In the early days of this country this Court did not so lightly intrude upon the criminal laws of a State. In Cohens v. Virginia, 6 Wheat. 264, 443, decided in 1821, Chief Justice John Marshall speaking for the Court said:
"To interfere with the penal laws of a State, where they are not levelled against the legitimate powers of the Union, but have for their sole object the internal government of the country, is a very serious measure, which Congress cannot be supposed to adopt lightly, or inconsiderately. The motives for it must be serious and weighty. It would be taken deliberately, and the intention would be clearly and unequivocally expressed.
"An act, such as that under consideration ought not, we think, to be so construed as to imply this intention, unless its provisions were such as to render the construction inevitable."
Nothing in the language or history of the 1964 Act makes the Court's reading into it of a purpose to interfere with state laws "inevitable" or even supportable, nor in any way justifies the Court's offhand assertion that it is carrying out the "legislative purpose". For I do not find one paragraph, one sentence, one clause, or one word in the 1964 Act on which the most strained efforts of the most fertile imagination could support such a conclusion. And in what is perhaps the most extensive and careful legislative history ever compiled, dealing with one of the most thoroughly discussed and debated bills ever passed by Congress, a history including millions and millions of words written on tens of thousands of pages contained in [p322] volumes weighing well over half a hundred pounds, in which every conceivable aspect and application of the 1964 Act were discussed ad infinitum, not even once did a single sponsor, proponent or opponent of the Act intimate a hope or express a fear that the Act was intended to have the effect which the Court gives it today.
- ↑ See my concurring opinion in Heart of Atlanta Motel, Inc. v. United States, 379 U.S., p. 268.
- ↑ Sections 201–203, 78 Stat. 243–244, 42 U.S.C. §§ 2000a to 2000a-2 (1964 ed.).

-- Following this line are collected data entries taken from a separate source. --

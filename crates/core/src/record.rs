// Book records: the editable row, and the submitted row read back from the sheet.

use serde::{Deserialize, Serialize};

use crate::field::{Field, FIELD_COUNT};

/// Stable row identifier, unique within a grid and never reused in a session.
pub type RowId = u64;

/// The nine data fields of one book. Empty string means "unset".
#[derive(Debug, Clone, Default, PartialEq, Eq, Serialize, Deserialize)]
#[serde(rename_all = "camelCase", default)]
pub struct BookRecord {
    pub book_id: String,
    pub book_name: String,
    pub author: String,
    pub publisher: String,
    pub isbn: String,
    pub price: String,
    pub paper_date: String,
    pub ebook_date: String,
    pub request_date: String,
}

impl BookRecord {
    pub fn get(&self, field: Field) -> &str {
        match field {
            Field::BookId => &self.book_id,
            Field::BookName => &self.book_name,
            Field::Author => &self.author,
            Field::Publisher => &self.publisher,
            Field::Isbn => &self.isbn,
            Field::Price => &self.price,
            Field::PaperDate => &self.paper_date,
            Field::EbookDate => &self.ebook_date,
            Field::RequestDate => &self.request_date,
        }
    }

    fn slot(&mut self, field: Field) -> &mut String {
        match field {
            Field::BookId => &mut self.book_id,
            Field::BookName => &mut self.book_name,
            Field::Author => &mut self.author,
            Field::Publisher => &mut self.publisher,
            Field::Isbn => &mut self.isbn,
            Field::Price => &mut self.price,
            Field::PaperDate => &mut self.paper_date,
            Field::EbookDate => &mut self.ebook_date,
            Field::RequestDate => &mut self.request_date,
        }
    }

    pub fn set(&mut self, field: Field, value: impl Into<String>) {
        *self.slot(field) = value.into();
    }

    /// True iff at least one data field is non-empty.
    pub fn is_content_bearing(&self) -> bool {
        Field::ALL.iter().any(|f| !self.get(*f).is_empty())
    }

    /// Field values in canonical order.
    pub fn values(&self) -> [&str; FIELD_COUNT] {
        Field::ALL.map(|f| self.get(f))
    }

    /// The ten cells appended to the sheet: nine fields, then the timestamp.
    pub fn to_append_values(&self, submitted_at: &str) -> Vec<String> {
        let mut out: Vec<String> = self.values().iter().map(|v| v.to_string()).collect();
        out.push(submitted_at.to_string());
        out
    }

    /// Build a record from positional cells. Missing cells are empty; cells
    /// past the ninth are ignored.
    pub fn from_values<S: AsRef<str>>(cells: &[S]) -> Self {
        let mut record = Self::default();
        for (field, cell) in Field::ALL.iter().zip(cells) {
            record.set(*field, cell.as_ref());
        }
        record
    }
}

/// One editable grid row.
#[derive(Debug, Clone, PartialEq, Eq)]
pub struct Row {
    pub id: RowId,
    pub record: BookRecord,
}

impl Row {
    pub fn empty(id: RowId) -> Self {
        Self { id, record: BookRecord::default() }
    }

    pub fn get(&self, field: Field) -> &str {
        self.record.get(field)
    }

    pub fn is_content_bearing(&self) -> bool {
        self.record.is_content_bearing()
    }
}

/// A row read back from the sheet, with its server-side timestamp.
#[derive(Debug, Clone, Default, PartialEq, Eq, Serialize, Deserialize)]
#[serde(rename_all = "camelCase")]
pub struct Submission {
    #[serde(flatten)]
    pub record: BookRecord,
    /// Display-only; never edited locally.
    #[serde(default)]
    pub submitted_at: String,
}

impl Submission {
    /// Positional mapping of one sheet row (up to ten cells).
    pub fn from_values<S: AsRef<str>>(cells: &[S]) -> Self {
        let submitted_at = cells
            .get(FIELD_COUNT)
            .map(|c| c.as_ref().to_string())
            .unwrap_or_default();
        Self {
            record: BookRecord::from_values(cells),
            submitted_at,
        }
    }
}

- ↑ The Court says that: "The federal saving statute was originally enacted in 1871, 16 Stat. 432. It was meant to obviate mere technical abatement such as that illustrated by the application of the rule in Tynen decided in 1871. There a substitution of a new statute with a greater schedule of penalties was held to abate the previous prosecution." Ante, p. 314. There is no support for this statement in the language of the statute, in its legislative history, or in subsequent decisions under it.